The EEOC’s lawsuit, filed under Title VII of the Civil Rights Act of 1964, in U.S. District Court for the District of New Jersey in Newark, (Civil Action No. 06 CV 04646), charged that New Community Corporation refused to grant Anthony Kerr, a task force officer employed part-time by New Community Corporation in its security department, a reasonable accommodation when he requested that he be excused from a requirement that employees donate money to a Catholic school that is part of a Catholic parish because the school’s religious mission was different than his religious beliefs as a Muslim.
According to the lawsuit, after Kerr refused to give a donation and complained that the demand for a donation conflicted with his religious beliefs, New Community Corporation removed him from its work schedule. New Community Corporation briefly restored Kerr to the schedule after receiving a letter from his attorney about possible legal action. However, the EEOC said, the corporation retaliated against him again after he pursued his complaints with the EEOC by firing him and then filing an improper complaint about him with his full-time employer alleging that he had engaged in misconduct at New Community Corporation.

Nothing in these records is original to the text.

use const_format::concatcp;

use super::QueryPurpose;

const LITERAL_VALUE: &str = r#"[
        (interpreted_string_literal)
        (raw_string_literal)
        (int_literal)
        (float_literal)
        (identifier)
        (true)
        (false)
        (nil)
    ]"#;

const INTENTS: &str = concatcp!(
    r#"
(function_declaration
    name: (identifier) @function.name!
    parameters: (parameter_list ("(") @function.parameters.cursor) @function.parameters
    body: (block ("{") @function.body.cursor) @function.body)

(method_declaration
    name: (field_identifier) @function.name!
    parameters: (parameter_list ("(") @function.parameters.cursor) @function.parameters
    body: (block ("{") @function.body.cursor) @function.body)

(func_literal
    parameters: (parameter_list ("(") @function.parameters.cursor) @function.parameters
    body: (block ("{") @function.body.cursor) @function.body)

(type_declaration
    (type_spec
        name: (type_identifier) @type_declaration.name!
        type: (struct_type
            (field_declaration_list ("{") @type_declaration.body.cursor) @type_declaration.body)))

(argument_list ("(") @arguments.cursor) @arguments

(comment) @comment!
(import_spec
    path: (interpreted_string_literal) @import.source!)

(argument_list
    "#,
    LITERAL_VALUE,
    r#" @argument!)

(parameter_list) @parameters!
(parameter_list (_) @parameter!)

(return_statement) @return_statement!
(return_statement
    (expression_list
        "#,
    LITERAL_VALUE,
    r#" @return_statement.value!))
"#
);

const SINGLELINE_TRIGGERS: &str = r#"
(struct_type (field_declaration_list ("{") @block_start)) @trigger
(interface_type ("{") @block_start) @trigger
"#;

const DOCUMENTABLE_NODES: &str = r#"
(function_declaration
    name: (identifier) @symbol.function) @range.function
(method_declaration
    name: (field_identifier) @symbol.function) @range.function
(type_declaration
    (type_spec
        name: (type_identifier) @symbol.identifier)) @range.identifier
(var_declaration
    (var_spec
        name: (identifier) @symbol.identifier)) @range.identifier
(const_declaration
    (const_spec
        name: (identifier) @symbol.identifier)) @range.identifier

(comment) @comment
"#;

const GRAPH_CONTEXT_IDENTIFIERS: &str = r#"
(call_expression
    function: (identifier) @identifier)
(call_expression
    function: (selector_expression field: (field_identifier) @identifier))
(selector_expression
    operand: (identifier) @identifier)
(composite_literal
    type: (type_identifier) @identifier)
(qualified_type
    name: (type_identifier) @identifier)
"#;

const ENCLOSING_FUNCTION: &str = r#"
(function_declaration
    name: (identifier) @symbol.function) @range.function
(method_declaration
    name: (field_identifier) @symbol.function) @range.function
(func_literal) @range.function
"#;

const IDENTIFIERS: &str = r#"
(identifier) @identifier
(field_identifier) @identifier
(type_identifier) @identifier
"#;

pub(super) const GO: &[(QueryPurpose, &str)] = &[
    (QueryPurpose::SinglelineTriggers, SINGLELINE_TRIGGERS),
    (QueryPurpose::Intents, INTENTS),
    (QueryPurpose::DocumentableNodes, DOCUMENTABLE_NODES),
    (QueryPurpose::Identifiers, IDENTIFIERS),
    (QueryPurpose::GraphContextIdentifiers, GRAPH_CONTEXT_IDENTIFIERS),
    (QueryPurpose::EnclosingFunction, ENCLOSING_FUNCTION),
];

In addition to the $25,000 for back pay and compensatory damages to be paid to Kerr, the consent decree settling the suit requires New Community Corporation to implement policies and procedures prohibiting religious discrimination and providing for religious accommodations, post a notice about EEOC and the lawsuit, provide conduct anti-discrimination training, and provide reports and permit EEOC to monitor compliance.
“Employers have no right to impose religious duties on employees who may not share their beliefs,” said Spencer Lewis, the EEOC’s district director of the New York District Office, which has overall responsibility for cases arising in Northern New Jersey. “Punishing employees who resist such practices only make a bad situation intolerable.”
EEOC Trial Attorney Louis Graziano added, “The EEOC will vigorously enforce the law to end such discriminatory practices. An employer, even one that engages in charitable work, cannot subject an employee to religious discrimination or retaliation.”
New Community Corporation provides housing, medical, employment and other services to lower income residents in Newark, and operates for-profit businesses as part of its economic development programs. It is one of the largest community development organizations in the United States, with approximately 2,300 employees and assets of more than $500,000,000.
The EEOC is the federal government agency responsible for enforcing federal anti-discrimination laws in the workplace. Further information about EEOC is available on the agency’s web site at http://www.eeoc.gov.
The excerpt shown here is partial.